**TO DO**
Reproduce, character for character, the entries from their opening line through the line with "ids are process-unique.".

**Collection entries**
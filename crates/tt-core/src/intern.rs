//! Thread-local hash-consing table.
//!
//! The table holds weak references only, so a term is freed as soon as the
//! last strong handle goes away. Dead slots are swept every
//! [`SWEEP_INTERVAL`] insertions or on demand via [`sweep_interner`].
//!
//! Construction is single-threaded: terms are `Rc`-based and each thread has
//! its own table. Term ids are process-unique.

use rustc_hash::{FxHashMap, FxHasher};
use smallvec::SmallVec;
use std::cell::RefCell;
use std::hash::{Hash, Hasher};
use std::rc::{Rc, Weak};
use std::sync::atomic::{AtomicU64, Ordering};

use crate::term::{Node, Term, TermData, TermId};
use crate::{Dim, Size};

const SWEEP_INTERVAL: usize = 4096;

static NEXT_ID: AtomicU64 = AtomicU64::new(1);

thread_local! {
    static INTERNER: RefCell<Interner> = RefCell::new(Interner::default());
}

#[derive(Default)]
struct Interner {
    buckets: FxHashMap<u64, SmallVec<[Weak<TermData>; 1]>>,
    inserts_since_sweep: usize,
}

impl Interner {
    fn find(&self, key: u64, node: &Node, args: &[Term]) -> Option<Rc<TermData>> {
        self.buckets.get(&key)?.iter().find_map(|weak| {
            let existing = weak.upgrade()?;
            let same = existing.node == *node
                && existing.args.len() == args.len()
                && existing
                    .args
                    .iter()
                    .zip(args)
                    .all(|(lhs, rhs)| lhs.id() == rhs.id());
            same.then_some(existing)
        })
    }

    fn sweep(&mut self) {
        self.buckets.retain(|_, bucket| {
            bucket.retain(|weak| weak.strong_count() > 0);
            !bucket.is_empty()
        });
        self.inserts_since_sweep = 0;
    }

    fn live_count(&self) -> usize {
        self.buckets
            .values()
            .flat_map(|bucket| bucket.iter())
            .filter(|weak| weak.strong_count() > 0)
            .count()
    }
}

fn structural_key(node: &Node, args: &[Term]) -> u64 {
    let mut hasher = FxHasher::default();
    node.hash(&mut hasher);
    for arg in args {
        arg.id().hash(&mut hasher);
    }
    hasher.finish()
}

/// Returns the canonical term for `(node, args)`, creating it if needed.
///
/// `dims`/`shape` must already be derived from `node` and `args` by the
/// caller; they are not part of the identity key.
pub(crate) fn intern(
    node: Node,
    args: SmallVec<[Term; 2]>,
    dims: Vec<Dim>,
    shape: Vec<Size>,
) -> Term {
    let key = structural_key(&node, &args);
    INTERNER.with(|cell| {
        let mut interner = cell.borrow_mut();
        if let Some(existing) = interner.find(key, &node, &args) {
            return Term::from_rc(existing);
        }

        let data = Rc::new(TermData {
            id: TermId(NEXT_ID.fetch_add(1, Ordering::Relaxed)),
            node,
            args,
            dims,
            shape,
        });
        interner
            .buckets
            .entry(key)
            .or_default()
            .push(Rc::downgrade(&data));
        interner.inserts_since_sweep += 1;
        if interner.inserts_since_sweep >= SWEEP_INTERVAL {
            interner.sweep();
        }
        Term::from_rc(data)
    })
}

/// Drops table slots whose terms have been freed.
pub fn sweep_interner() {
    INTERNER.with(|cell| cell.borrow_mut().sweep());
}

/// Number of live terms in this thread's table.
#[must_use]
pub fn interned_count() -> usize {
    INTERNER.with(|cell| cell.borrow().live_count())
}

#[cfg(test)]
mod tests {
    use super::{interned_count, sweep_interner};
    use crate::{Literal, Size, Term};

    #[test]
    fn identical_constructions_share_one_instance() {
        let a = Term::variable("i", Size::Discrete(3));
        let b = Term::variable("i", Size::Discrete(3));
        assert_eq!(a.id(), b.id());
        assert!(a.ptr_eq(&b));
    }

    #[test]
    fn different_literal_types_are_distinct() {
        let int_one = Term::number(Literal::I64(1));
        let float_one = Term::number(Literal::from_f64(1.0));
        assert_ne!(int_one, float_one);
    }

    #[test]
    fn dropped_terms_leave_the_table() {
        sweep_interner();
        let before = interned_count();
        {
            let x = Term::variable("interner_drop_target", Size::Discrete(7));
            let _y = x.neg().expect("neg is unary");
            assert_eq!(interned_count(), before + 2);
        }
        sweep_interner();
        assert_eq!(interned_count(), before);
    }
}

**ANSWER SECTION**
filename crates/tt-core/src/intern.rs
//! Thread-local hash-consing table.
//!
//! The table holds weak references only, so a term is freed as soon as the
//! last strong handle goes away. Dead slots are swept every
//! [`SWEEP_INTERVAL`] insertions or on demand via [`sweep_interner`].
//!
//! Construction is single-threaded: terms are `Rc`-based and each thread has
//! its own table. Term ids are process-unique.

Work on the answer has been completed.